Grace Speare, who was born in 1901 and died in 1969, was an American writer and teacher of personal development whose work focused on the power of thought, attitude, and action in shaping everyday life. She wrote during the mid-twentieth century, when many people were searching for ways to rebuild, redefine success, and find meaning after wars and economic upheavals. Her books and articles often explored how beliefs and habits influence what you experience, and she encouraged readers to take gentle but consistent responsibility for their inner and outer lives.
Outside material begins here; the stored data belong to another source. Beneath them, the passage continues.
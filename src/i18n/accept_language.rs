//! `Accept-Language` parsing and best-match locale lookup.
//!
//! Resolution never fails: a missing, blank, malformed or entirely unsupported
//! header yields [`Locale::ENGLISH`].

use crate::i18n::{Locale, LocaleRegistry};
use regex::Regex;
use std::sync::OnceLock;
use thiserror::Error;
use tracing::warn;

/// Errors raised while parsing a language-preference header.
#[derive(Debug, Clone, PartialEq, Eq, Error)]
pub enum AcceptLanguageError {
    #[error("invalid language range: '{0}'")]
    InvalidRange(String),

    #[error("invalid quality value in '{0}'")]
    InvalidWeight(String),
}

/// A single weighted entry of a language-preference list.
#[derive(Debug, Clone, PartialEq)]
pub struct LanguageRange {
    /// Lowercased language range (e.g., "fr-ca", "*")
    pub tag: String,

    /// Quality value in `[0, 1]`; 0 means "not acceptable"
    pub weight: f32,
}

static RANGE_REGEX: OnceLock<Regex> = OnceLock::new();

fn range_regex() -> &'static Regex {
    RANGE_REGEX.get_or_init(|| {
        Regex::new(r"^(\*|[a-zA-Z]{1,8})(-([a-zA-Z0-9]{1,8}|\*))*$").expect("Invalid range regex")
    })
}

/// Parse a language-preference header into ranges ordered by priority.
///
/// Ranges are sorted by descending weight; ranges with equal weight keep the
/// order in which they were listed. Empty list elements are skipped.
pub fn parse(header: &str) -> Result<Vec<LanguageRange>, AcceptLanguageError> {
    let mut ranges = Vec::new();

    for element in header.split(',') {
        let element = element.trim();
        if element.is_empty() {
            continue;
        }

        let (tag, weight) = match element.split_once(';') {
            Some((tag, param)) => (tag.trim(), parse_weight(param, element)?),
            None => (element, 1.0),
        };

        if !range_regex().is_match(tag) {
            return Err(AcceptLanguageError::InvalidRange(element.to_string()));
        }

        ranges.push(LanguageRange {
            tag: tag.to_ascii_lowercase(),
            weight,
        });
    }

    // Stable sort keeps listing order for ties
    ranges.sort_by(|a, b| b.weight.total_cmp(&a.weight));
    Ok(ranges)
}

fn parse_weight(param: &str, element: &str) -> Result<f32, AcceptLanguageError> {
    let invalid = || AcceptLanguageError::InvalidWeight(element.to_string());

    let value = param
        .trim()
        .strip_prefix(['q', 'Q'])
        .map(str::trim_start)
        .and_then(|rest| rest.strip_prefix('='))
        .map(str::trim)
        .ok_or_else(invalid)?;

    let weight: f32 = value.parse().map_err(|_| invalid())?;
    if !(0.0..=1.0).contains(&weight) {
        return Err(invalid());
    }
    Ok(weight)
}

/// Find the best supported locale for the given ranges.
///
/// Each range is tried in priority order: first the full range, then with
/// trailing subtags removed one at a time (`fr-ca-x-foo` -> `fr-ca` -> `fr`).
/// The wildcard range and ranges weighted 0 never match.
pub fn lookup(ranges: &[LanguageRange], registry: &LocaleRegistry) -> Option<Locale> {
    for range in ranges {
        if range.weight <= 0.0 || range.tag == "*" {
            continue;
        }

        let mut candidate = range.tag.as_str();
        loop {
            if let Some(locale) = registry.get_by_code(candidate) {
                return Some(locale.clone());
            }
            match truncate(candidate) {
                Some(shorter) => candidate = shorter,
                None => break,
            }
        }
    }
    None
}

fn truncate(tag: &str) -> Option<&str> {
    let end = tag.rfind('-')?;
    let shorter = &tag[..end];

    // Drop a dangling singleton such as the "x" in "de-x-private"
    match shorter.rfind('-') {
        Some(idx) if shorter.len() - idx == 2 => Some(&shorter[..idx]),
        _ => Some(shorter),
    }
}

/// Resolve the caller's locale from a raw `Accept-Language` value.
///
/// Returns the highest-ranked supported locale, normalized to its primary
/// language subtag, or [`Locale::ENGLISH`] when the header is absent, blank,
/// malformed, or matches nothing in the registry.
pub fn resolve(raw_header: Option<&str>, registry: &LocaleRegistry) -> Locale {
    let Some(header) = raw_header.map(str::trim).filter(|value| !value.is_empty()) else {
        return Locale::ENGLISH;
    };

    match parse(header) {
        // Registry entries are already primary subtags
        Ok(ranges) => lookup(&ranges, registry).unwrap_or(Locale::ENGLISH),
        Err(e) => {
            warn!(
                header = header,
                error = %e,
                "Invalid Accept-Language header, falling back to default locale"
            );
            Locale::ENGLISH
        }
    }
}

#[cfg(test)]
mod tests {
    use super::*;
    use proptest::prelude::*;

    fn registry() -> LocaleRegistry {
        LocaleRegistry::new(["en", "fr", "ru"]).expect("Should build registry")
    }

    fn code(header: Option<&str>) -> String {
        resolve(header, &registry()).code().to_string()
    }

    // ==================== parse Tests ====================

    #[test]
    fn test_parse_single_range() {
        let ranges = parse("fr").expect("Should parse");
        assert_eq!(
            ranges,
            vec![LanguageRange {
                tag: "fr".to_string(),
                weight: 1.0
            }]
        );
    }

    #[test]
    fn test_parse_sorts_by_weight() {
        let ranges = parse("ru;q=0.5, fr;q=0.9, en;q=0.1").expect("Should parse");
        let tags: Vec<&str> = ranges.iter().map(|r| r.tag.as_str()).collect();
        assert_eq!(tags, vec!["fr", "ru", "en"]);
    }

    #[test]
    fn test_parse_keeps_listing_order_for_ties() {
        let ranges = parse("ru, fr, en;q=0.8, de;q=0.8").expect("Should parse");
        let tags: Vec<&str> = ranges.iter().map(|r| r.tag.as_str()).collect();
        assert_eq!(tags, vec!["ru", "fr", "en", "de"]);
    }

    #[test]
    fn test_parse_lowercases_tags() {
        let ranges = parse("fr-CA").expect("Should parse");
        assert_eq!(ranges[0].tag, "fr-ca");
    }

    #[test]
    fn test_parse_accepts_spaced_weight() {
        let ranges = parse("fr ; q = 0.7").expect("Should parse");
        assert_eq!(ranges[0].weight, 0.7);
    }

    #[test]
    fn test_parse_skips_empty_elements() {
        let ranges = parse("en,,fr,").expect("Should parse");
        assert_eq!(ranges.len(), 2);
    }

    #[test]
    fn test_parse_rejects_bad_range() {
        assert!(matches!(
            parse("en_US"),
            Err(AcceptLanguageError::InvalidRange(_))
        ));
        assert!(matches!(
            parse("toolongsubtag"),
            Err(AcceptLanguageError::InvalidRange(_))
        ));
    }

    #[test]
    fn test_parse_rejects_bad_weight() {
        assert!(matches!(
            parse("fr;q=2"),
            Err(AcceptLanguageError::InvalidWeight(_))
        ));
        assert!(matches!(
            parse("fr;q=abc"),
            Err(AcceptLanguageError::InvalidWeight(_))
        ));
        assert!(matches!(
            parse("fr;level=1"),
            Err(AcceptLanguageError::InvalidWeight(_))
        ));
    }

    // ==================== lookup Tests ====================

    #[test]
    fn test_lookup_truncates_region() {
        let ranges = parse("fr-CA").unwrap();
        assert_eq!(lookup(&ranges, &registry()).unwrap().code(), "fr");
    }

    #[test]
    fn test_lookup_drops_private_use_singleton() {
        assert_eq!(truncate("ru-x-private"), Some("ru"));
        let ranges = parse("ru-x-private").unwrap();
        assert_eq!(lookup(&ranges, &registry()).unwrap().code(), "ru");
    }

    #[test]
    fn test_lookup_skips_wildcard_and_zero_weight() {
        let ranges = parse("*, fr;q=0").unwrap();
        assert!(lookup(&ranges, &registry()).is_none());
    }

    #[test]
    fn test_lookup_returns_none_when_unsupported() {
        let ranges = parse("de, it").unwrap();
        assert!(lookup(&ranges, &registry()).is_none());
    }

    // ==================== resolve Tests ====================

    #[test]
    fn test_resolve_simple() {
        assert_eq!(code(Some("fr")), "fr");
    }

    #[test]
    fn test_resolve_missing_or_blank_header() {
        assert_eq!(code(None), "en");
        assert_eq!(code(Some("")), "en");
        assert_eq!(code(Some("   ")), "en");
    }

    #[test]
    fn test_resolve_unsupported_falls_back() {
        assert_eq!(code(Some("xx-YY")), "en");
    }

    #[test]
    fn test_resolve_malformed_falls_back() {
        assert_eq!(code(Some("!!garbage!!")), "en");
        assert_eq!(code(Some("fr;q=banana")), "en");
    }

    #[test]
    fn test_resolve_picks_highest_ranked_supported() {
        // German is preferred but unsupported; Russian outranks French
        assert_eq!(code(Some("de;q=1.0, fr;q=0.4, ru;q=0.8")), "ru");
    }

    #[test]
    fn test_resolve_not_first_listed() {
        assert_eq!(code(Some("fr;q=0.2, ru")), "ru");
    }

    #[test]
    fn test_resolve_normalizes_to_primary_subtag() {
        assert_eq!(code(Some("ru-RU,ru;q=0.9,en-US;q=0.8")), "ru");
    }

    proptest! {
        #[test]
        fn prop_resolve_always_returns_supported_locale(header in ".*") {
            let registry = registry();
            let locale = resolve(Some(header.as_str()), &registry);
            prop_assert!(registry.is_supported(&locale));
        }

        #[test]
        fn prop_resolve_unsupported_tags_fall_back(tag in "[a-z]{3,8}") {
            // Three-letter and longer tags are never in the test registry
            let locale = resolve(Some(tag.as_str()), &registry());
            prop_assert_eq!(locale, Locale::ENGLISH);
        }
    }
}
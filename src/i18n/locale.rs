//! Locale type: normalized language identifier.
//!
//! A `Locale` only ever holds a primary language subtag ("en", "fr"), so two
//! locales compare equal exactly when they select the same message bundle.

use std::borrow::Cow;
use std::fmt;
use unic_langid::LanguageIdentifier;

/// A language used to select translated text.
#[derive(Debug, Clone, PartialEq, Eq, Hash)]
pub struct Locale {
    /// Lowercase primary language subtag (e.g., "en", "fr")
    code: Cow<'static, str>,
}

impl Locale {
    /// The fixed default and baseline locale.
    ///
    /// Used whenever a caller's preference cannot be honored and as the second
    /// attempt when a message is missing from the requested bundle.
    pub const ENGLISH: Locale = Locale {
        code: Cow::Borrowed("en"),
    };

    /// Create a locale from a language tag, keeping only its primary subtag.
    ///
    /// Region and script subtags are dropped: `"fr-CA"` and `"fr_FR"` both
    /// become `"fr"`.
    ///
    /// # Returns
    /// * `Some(Locale)` if the tag is a well-formed language identifier
    /// * `None` otherwise (empty input, digits, wildcard, "und")
    pub fn from_tag(tag: &str) -> Option<Locale> {
        let langid: LanguageIdentifier = tag.trim().parse().ok()?;
        if langid.language.is_empty() {
            return None;
        }

        let primary = langid.language.as_str();
        if primary == Locale::ENGLISH.code() {
            return Some(Locale::ENGLISH);
        }
        Some(Locale {
            code: Cow::Owned(primary.to_string()),
        })
    }

    /// Language identifier used to build this locale's message bundle.
    pub fn language_identifier(&self) -> LanguageIdentifier {
        self.code.parse().unwrap_or_default()
    }

    /// Get the primary language subtag.
    pub fn code(&self) -> &str {
        &self.code
    }

    /// Check if this is the baseline (English) locale.
    pub fn is_baseline(&self) -> bool {
        *self == Locale::ENGLISH
    }
}

impl Default for Locale {
    fn default() -> Self {
        Locale::ENGLISH
    }
}

impl fmt::Display for Locale {
    fn fmt(&self, f: &mut fmt::Formatter<'_>) -> fmt::Result {
        f.write_str(&self.code)
    }
}
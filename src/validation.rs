//! Request validation for the `/v1/test` demonstration endpoint.
//!
//! Validation reports which constraint each field broke, as message keys.
//! Turning keys into reasons is left to the caller, which knows the locale.

use chrono::NaiveDate;
use regex::Regex;
use serde::Deserialize;
use std::sync::OnceLock;

/// A constraint a request field can violate.
#[derive(Debug, Clone, Copy, PartialEq, Eq)]
pub enum Constraint {
    NotNull,
    NotBlank,
    Email,
    Positive,
    PositiveOrZero,
    Negative,
    NegativeOrZero,
    Min,
    Max,
    Size,
    Pattern,
    Past,
    Future,
    FutureOrPresent,
    PastOrPresent,
    Digits,
    PhoneNumber,
}

impl Constraint {
    pub const ALL: [Constraint; 17] = [
        Constraint::NotNull,
        Constraint::NotBlank,
        Constraint::Email,
        Constraint::Positive,
        Constraint::PositiveOrZero,
        Constraint::Negative,
        Constraint::NegativeOrZero,
        Constraint::Min,
        Constraint::Max,
        Constraint::Size,
        Constraint::Pattern,
        Constraint::Past,
        Constraint::Future,
        Constraint::FutureOrPresent,
        Constraint::PastOrPresent,
        Constraint::Digits,
        Constraint::PhoneNumber,
    ];

    /// Bundle key of the violation reason.
    pub fn message_key(self) -> &'static str {
        match self {
            Constraint::NotNull => "validation-exception-not-null",
            Constraint::NotBlank => "validation-exception-not-blank",
            Constraint::Email => "validation-exception-email",
            Constraint::Positive => "validation-exception-positive",
            Constraint::PositiveOrZero => "validation-exception-positive-or-zero",
            Constraint::Negative => "validation-exception-negative",
            Constraint::NegativeOrZero => "validation-exception-negative-or-zero",
            Constraint::Min => "validation-exception-min",
            Constraint::Max => "validation-exception-max",
            Constraint::Size => "validation-exception-size",
            Constraint::Pattern => "validation-exception-pattern",
            Constraint::Past => "validation-exception-past",
            Constraint::Future => "validation-exception-future",
            Constraint::FutureOrPresent => "validation-exception-future-or-present",
            Constraint::PastOrPresent => "validation-exception-past-or-present",
            Constraint::Digits => "validation-exception-digits",
            Constraint::PhoneNumber => "validation-exception-phone-number",
        }
    }
}

/// Reason key for a request body that could not be read as JSON.
pub const UNREADABLE_BODY_KEY: &str = "validation-exception-unreadable-body";

/// Reason key for a missing or mistyped query parameter.
pub const INVALID_PARAMETER_KEY: &str = "validation-exception-invalid-parameter";

/// One broken constraint, before localization.
#[derive(Debug, Clone, PartialEq, Eq)]
pub struct RuleViolation {
    pub field: &'static str,
    pub constraint: Constraint,
    /// Positional arguments for the reason message (e.g., bounds)
    pub arguments: Vec<String>,
}

impl RuleViolation {
    fn new(field: &'static str, constraint: Constraint) -> Self {
        Self {
            field,
            constraint,
            arguments: Vec::new(),
        }
    }

    fn with_arguments(field: &'static str, constraint: Constraint, arguments: &[i64]) -> Self {
        Self {
            field,
            constraint,
            arguments: arguments.iter().map(ToString::to_string).collect(),
        }
    }
}

const RANGE_MIN: i64 = 10;
const RANGE_MAX: i64 = 100;
const SIZE_MIN: usize = 3;
const SIZE_MAX: usize = 10;
const DIGITS_INTEGER: usize = 5;
const DIGITS_FRACTION: usize = 2;

static EMAIL_REGEX: OnceLock<Regex> = OnceLock::new();
static ALPHANUMERIC_REGEX: OnceLock<Regex> = OnceLock::new();
static PHONE_REGEX: OnceLock<Regex> = OnceLock::new();

fn email_regex() -> &'static Regex {
    EMAIL_REGEX.get_or_init(|| {
        Regex::new(r"^[A-Za-z0-9._%+-]+@[A-Za-z0-9-]+(\.[A-Za-z0-9-]+)*$").expect("Invalid email regex")
    })
}

fn alphanumeric_regex() -> &'static Regex {
    ALPHANUMERIC_REGEX.get_or_init(|| Regex::new(r"^[A-Za-z0-9]+$").expect("Invalid pattern regex"))
}

fn phone_regex() -> &'static Regex {
    PHONE_REGEX.get_or_init(|| Regex::new(r"^\+?[0-9]{10,15}$").expect("Invalid phone regex"))
}

/// Body of `POST /v1/test`. Every field is required.
#[derive(Debug, Clone, Default, Deserialize)]
#[serde(rename_all = "camelCase")]
pub struct TestRequest {
    pub field_not_blank: Option<String>,
    pub field_email: Option<String>,
    pub field_positive: Option<i64>,
    pub field_positive_or_zero: Option<i64>,
    pub field_negative: Option<i64>,
    pub field_negative_or_zero: Option<i64>,
    pub field_range: Option<i64>,
    pub field_size: Option<String>,
    pub field_pattern: Option<String>,
    pub field_past: Option<NaiveDate>,
    pub field_future: Option<NaiveDate>,
    pub field_future_or_present: Option<NaiveDate>,
    pub field_past_or_present: Option<NaiveDate>,
    pub field_digits: Option<f64>,
    pub field_phone_number: Option<String>,
}

impl TestRequest {
    /// Check every field, in declaration order.
    ///
    /// `today` anchors the past/future checks. A missing `fieldNotBlank` is
    /// both null and blank, so it reports both constraints.
    pub fn validate(&self, today: NaiveDate) -> Vec<RuleViolation> {
        let mut violations = Vec::new();

        match self.field_not_blank.as_deref() {
            None => {
                violations.push(RuleViolation::new("fieldNotBlank", Constraint::NotNull));
                violations.push(RuleViolation::new("fieldNotBlank", Constraint::NotBlank));
            }
            Some(value) if value.trim().is_empty() => {
                violations.push(RuleViolation::new("fieldNotBlank", Constraint::NotBlank))
            }
            Some(_) => {}
        }

        check_string(&mut violations, "fieldEmail", &self.field_email, |value| {
            (!email_regex().is_match(value)).then(|| RuleViolation::new("fieldEmail", Constraint::Email))
        });

        check_number(&mut violations, "fieldPositive", self.field_positive, |value| {
            (value <= 0).then(|| RuleViolation::new("fieldPositive", Constraint::Positive))
        });

        check_number(&mut violations, "fieldPositiveOrZero", self.field_positive_or_zero, |value| {
            (value < 0).then(|| RuleViolation::new("fieldPositiveOrZero", Constraint::PositiveOrZero))
        });

        check_number(&mut violations, "fieldNegative", self.field_negative, |value| {
            (value >= 0).then(|| RuleViolation::new("fieldNegative", Constraint::Negative))
        });

        check_number(&mut violations, "fieldNegativeOrZero", self.field_negative_or_zero, |value| {
            (value > 0).then(|| RuleViolation::new("fieldNegativeOrZero", Constraint::NegativeOrZero))
        });

        check_number(&mut violations, "fieldRange", self.field_range, |value| {
            if value < RANGE_MIN {
                Some(RuleViolation::with_arguments("fieldRange", Constraint::Min, &[RANGE_MIN]))
            } else if value > RANGE_MAX {
                Some(RuleViolation::with_arguments("fieldRange", Constraint::Max, &[RANGE_MAX]))
            } else {
                None
            }
        });

        check_string(&mut violations, "fieldSize", &self.field_size, |value| {
            let len = value.chars().count();
            (!(SIZE_MIN..=SIZE_MAX).contains(&len)).then(|| {
                RuleViolation::with_arguments("fieldSize", Constraint::Size, &[SIZE_MIN as i64, SIZE_MAX as i64])
            })
        });

        check_string(&mut violations, "fieldPattern", &self.field_pattern, |value| {
            (!alphanumeric_regex().is_match(value)).then(|| RuleViolation::new("fieldPattern", Constraint::Pattern))
        });

        check_date(&mut violations, "fieldPast", self.field_past, |date| {
            (date >= today).then(|| RuleViolation::new("fieldPast", Constraint::Past))
        });

        check_date(&mut violations, "fieldFuture", self.field_future, |date| {
            (date <= today).then(|| RuleViolation::new("fieldFuture", Constraint::Future))
        });

        check_date(&mut violations, "fieldFutureOrPresent", self.field_future_or_present, |date| {
            (date < today).then(|| RuleViolation::new("fieldFutureOrPresent", Constraint::FutureOrPresent))
        });

        check_date(&mut violations, "fieldPastOrPresent", self.field_past_or_present, |date| {
            (date > today).then(|| RuleViolation::new("fieldPastOrPresent", Constraint::PastOrPresent))
        });

        check_decimal(&mut violations, "fieldDigits", self.field_digits, |value| {
            let (integer, fraction) = digit_counts(value);
            (integer > DIGITS_INTEGER || fraction > DIGITS_FRACTION).then(|| {
                RuleViolation::with_arguments(
                    "fieldDigits",
                    Constraint::Digits,
                    &[DIGITS_INTEGER as i64, DIGITS_FRACTION as i64],
                )
            })
        });

        check_string(&mut violations, "fieldPhoneNumber", &self.field_phone_number, |value| {
            (!phone_regex().is_match(value)).then(|| RuleViolation::new("fieldPhoneNumber", Constraint::PhoneNumber))
        });

        violations
    }
}

fn check_string<F>(violations: &mut Vec<RuleViolation>, field: &'static str, value: &Option<String>, rule: F)
where
    F: FnOnce(&str) -> Option<RuleViolation>,
{
    match value {
        None => violations.push(RuleViolation::new(field, Constraint::NotNull)),
        Some(value) => violations.extend(rule(value.as_str())),
    }
}

fn check_number<F>(violations: &mut Vec<RuleViolation>, field: &'static str, value: Option<i64>, rule: F)
where
    F: FnOnce(i64) -> Option<RuleViolation>,
{
    match value {
        None => violations.push(RuleViolation::new(field, Constraint::NotNull)),
        Some(value) => violations.extend(rule(value)),
    }
}

fn check_date<F>(violations: &mut Vec<RuleViolation>, field: &'static str, value: Option<NaiveDate>, rule: F)
where
    F: FnOnce(NaiveDate) -> Option<RuleViolation>,
{
    match value {
        None => violations.push(RuleViolation::new(field, Constraint::NotNull)),
        Some(value) => violations.extend(rule(value)),
    }
}

fn check_decimal<F>(violations: &mut Vec<RuleViolation>, field: &'static str, value: Option<f64>, rule: F)
where
    F: FnOnce(f64) -> Option<RuleViolation>,
{
    match value {
        None => violations.push(RuleViolation::new(field, Constraint::NotNull)),
        Some(value) => violations.extend(rule(value)),
    }
}

/// Count integer and fraction digits of a decimal as written in its shortest
/// form. Leading zeros of the integer part do not count.
fn digit_counts(value: f64) -> (usize, usize) {
    let text = value.abs().to_string();
    let (integer, fraction) = text.split_once('.').unwrap_or((text.as_str(), ""));
    (integer.trim_start_matches('0').len(), fraction.len())
}
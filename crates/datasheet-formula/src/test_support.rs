//! Shared fixtures for unit tests

use chrono::{DateTime, TimeZone, Utc};
use datasheet_core::{
    CheckboxProperty, DateTimeProperty, Field, FieldKind, FieldMap, FormulaProperty,
    NumberProperty, Record, SelectOption, SelectProperty,
};

use crate::context::EvaluationContext;
use crate::evaluator::evaluate;
use crate::value::Value;

/// Fixed clock: 2024-03-05 09:30:00 UTC (a Tuesday)
pub fn now() -> DateTime<Utc> {
    Utc.with_ymd_and_hms(2024, 3, 5, 9, 30, 0)
        .single()
        .expect("valid fixture time")
}

fn number(id: &str, name: &str, precision: u8) -> Field {
    Field::new(id, name, FieldKind::Number(NumberProperty::with_precision(precision)))
}

/// Field map with one field of each kind, plus names that need escaping.
///
/// Names `a`, `b` and `c` are deliberately duplicated by the `fld...` fields;
/// lookups by name resolve to the first.
pub fn fixture() -> FieldMap {
    let options = SelectProperty {
        options: vec![
            SelectOption::new("opt1", "智", 0),
            SelectOption::new("opt2", "维格", 1),
            SelectOption::new("opt3", "维他", 2),
            SelectOption::new("opt4", "第一", 3),
            SelectOption::new("opt5", "第二", 4),
            SelectOption::new("x", "x", 5),
            SelectOption::new("y", "y", 6),
        ],
    };

    FieldMap::from_fields([
        number("a", "a", 0),
        Field::new("b", "b", FieldKind::Text),
        Field::new("c", "c", FieldKind::DateTime(DateTimeProperty::default())),
        Field::new("d", "d", FieldKind::MultiSelect(options)),
        Field::new("e", "e", FieldKind::DateTime(DateTimeProperty::default())),
        Field::new("f", "f", FieldKind::Checkbox(CheckboxProperty::default())),
        Field::new("x", "x", FieldKind::Formula(FormulaProperty::new("", "dst123"))),
        number("fld11111", "a", 0),
        Field::new("fld22222", "b", FieldKind::Text),
        number("fld33333", "c", 1),
        number("fld44444", "d{", 1),
        number("fld55555", "{e", 1),
        number("fld66666", "f\" {}", 1),
    ])
    .expect("fixture ids are unique")
}

/// Evaluate as field `x` of the fixture against an empty record
pub fn eval(text: &str) -> Value {
    eval_record(text, &Record::new("rec1"))
}

/// Evaluate as field `x` of the fixture against `record`
pub fn eval_record(text: &str, record: &Record) -> Value {
    let map = fixture();
    let ctx = EvaluationContext::new(&map, record, now());
    let x = map.get("x").expect("fixture has x");
    evaluate(text, &ctx, x)
        .unwrap_or_else(|e| panic!("{:?} failed to parse: {}", text, e))
        .value
}
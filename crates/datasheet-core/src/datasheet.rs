//! Datasheet type - a field map plus its records

#[cfg(feature = "serde")]
use serde::{Deserialize, Serialize};

use crate::error::{Error, Result};
use crate::field::Field;
use crate::field_map::FieldMap;
use crate::record::{CellData, Record};

/// A datasheet: schema (field map) and rows
#[derive(Debug, Clone, Default)]
#[cfg_attr(feature = "serde", derive(Serialize, Deserialize))]
pub struct Datasheet {
    pub id: String,
    #[cfg_attr(feature = "serde", serde(default))]
    pub name: String,
    pub fields: FieldMap,
    #[cfg_attr(feature = "serde", serde(default))]
    pub records: Vec<Record>,
}

impl Datasheet {
    /// Create an empty datasheet
    pub fn new(id: impl Into<String>, name: impl Into<String>) -> Self {
        Self {
            id: id.into(),
            name: name.into(),
            fields: FieldMap::new(),
            records: Vec::new(),
        }
    }

    /// Add a field to the schema
    pub fn add_field(&mut self, field: Field) -> Result<()> {
        self.fields.insert(field)
    }

    /// Append a record
    pub fn add_record(&mut self, record: Record) {
        self.records.push(record);
    }

    /// Get a record by id
    pub fn record(&self, id: &str) -> Option<&Record> {
        self.records.iter().find(|r| r.id == id)
    }

    /// Write a cell, checking the data shape against the field type
    pub fn set_cell(
        &mut self,
        record_id: &str,
        field_id: &str,
        data: impl Into<CellData>,
    ) -> Result<()> {
        let data = data.into();
        let field = self.fields.require(field_id)?;
        if !field.accepts(&data) {
            return Err(Error::InvalidCellData {
                field: field.id.clone(),
                expected: field.field_type().as_str(),
                actual: data.shape(),
            });
        }

        let record = self
            .records
            .iter_mut()
            .find(|r| r.id == record_id)
            .ok_or_else(|| Error::RecordNotFound(record_id.to_string()))?;
        record.set(field_id, data);
        Ok(())
    }
}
Speare is remembered for presenting these ideas in simple, accessible language rather than heavy theory. She spoke to ordinary readers who wanted guidance they could actually use at home, at work, and in their relationships. The quote "The more we give of anything, the more we shall get back" fits neatly inside her broader message. It turns a complex outlook into a short reminder: your generosity, whether emotional, practical, or material, does not vanish; it participates in shaping your future.

Her worldview leaned toward trust in a kind of moral or emotional reciprocity. She believed that when you give with openness rather than fear, you gradually help create a surrounding environment where help, opportunity, and kindness are more likely to reach you. The quote is not just about charity; it is about a way of being in the world that expects your actions to matter, and that quietly insists they do.